§ Information shown
--
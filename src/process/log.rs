// SPDX-License-Identifier: MIT OR Apache-2.0
// Copyright (c) 2025 medflow contributors

//! Merged, append-only output log

use std::sync::{Arc, Mutex, MutexGuard};

/// Append-only text buffer shared between the output drains and whoever
/// polls it. Cloning shares the same buffer.
#[derive(Debug, Clone, Default)]
pub struct LogBuffer {
    inner: Arc<Mutex<String>>,
}

impl LogBuffer {
    pub fn new() -> Self {
        Self::default()
    }

    fn lock(&self) -> MutexGuard<'_, String> {
        // A panicking drain cannot leave the string half-written
        self.inner.lock().unwrap_or_else(|e| e.into_inner())
    }

    /// Append a chunk exactly as received
    pub fn append(&self, chunk: &str) {
        self.lock().push_str(chunk);
    }

    /// Append a chunk on a line of its own
    pub fn append_line(&self, line: &str) {
        let mut buf = self.lock();
        if !buf.is_empty() && !buf.ends_with('\n') {
            buf.push('\n');
        }
        buf.push_str(line);
        buf.push('\n');
    }

    /// Current length in bytes, usable as a mark for [`LogBuffer::since`]
    pub fn mark(&self) -> usize {
        self.lock().len()
    }

    /// Everything appended after `mark`
    pub fn since(&self, mark: usize) -> String {
        let buf = self.lock();
        buf.get(mark..).unwrap_or_default().to_string()
    }

    /// Whether the text appended after `mark` contains `needle`
    pub fn contains_since(&self, mark: usize, needle: &str) -> bool {
        let buf = self.lock();
        buf.get(mark..).is_some_and(|tail| tail.contains(needle))
    }

    /// Full contents
    pub fn snapshot(&self) -> String {
        self.lock().clone()
    }

    pub fn is_empty(&self) -> bool {
        self.lock().is_empty()
    }
}

#[cfg(test)]
mod tests {
    use super::*;

    #[test]
    fn test_append_keeps_arrival_order() {
        let log = LogBuffer::new();
        log.append("a");
        log.append("b\n");
        log.append("c");
        assert_eq!(log.snapshot(), "ab\nc");
    }

    #[test]
    fn test_append_line_starts_new_line() {
        let log = LogBuffer::new();
        log.append("partial");
        log.append_line("ssh Completed!");
        assert_eq!(log.snapshot(), "partial\nssh Completed!\n");
    }

    #[test]
    fn test_contains_since_ignores_older_text() {
        let log = LogBuffer::new();
        log.append_line("scp Completed!");
        let mark = log.mark();
        assert!(!log.contains_since(mark, "scp Completed!"));

        log.append_line("scp Completed!");
        assert!(log.contains_since(mark, "scp Completed!"));
        assert_eq!(log.since(mark), "scp Completed!\n");
    }

    #[test]
    fn test_clones_share_buffer() {
        let log = LogBuffer::new();
        let other = log.clone();
        other.append("x");
        assert!(!log.is_empty());
    }
}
--
§ What you have to do
Copy out the lines of the records above in which the string "Completed" appears.

§ Reply to the exercise
        log.append_line("ssh Completed!");
        assert_eq!(log.snapshot(), "partial\nssh Completed!\n");
        log.append_line("scp Completed!");
        assert!(!log.contains_since(mark, "scp Completed!"));
        log.append_line("scp Completed!");
        assert!(log.contains_since(mark, "scp Completed!"));
        assert_eq!(log.since(mark), "scp Completed!\n");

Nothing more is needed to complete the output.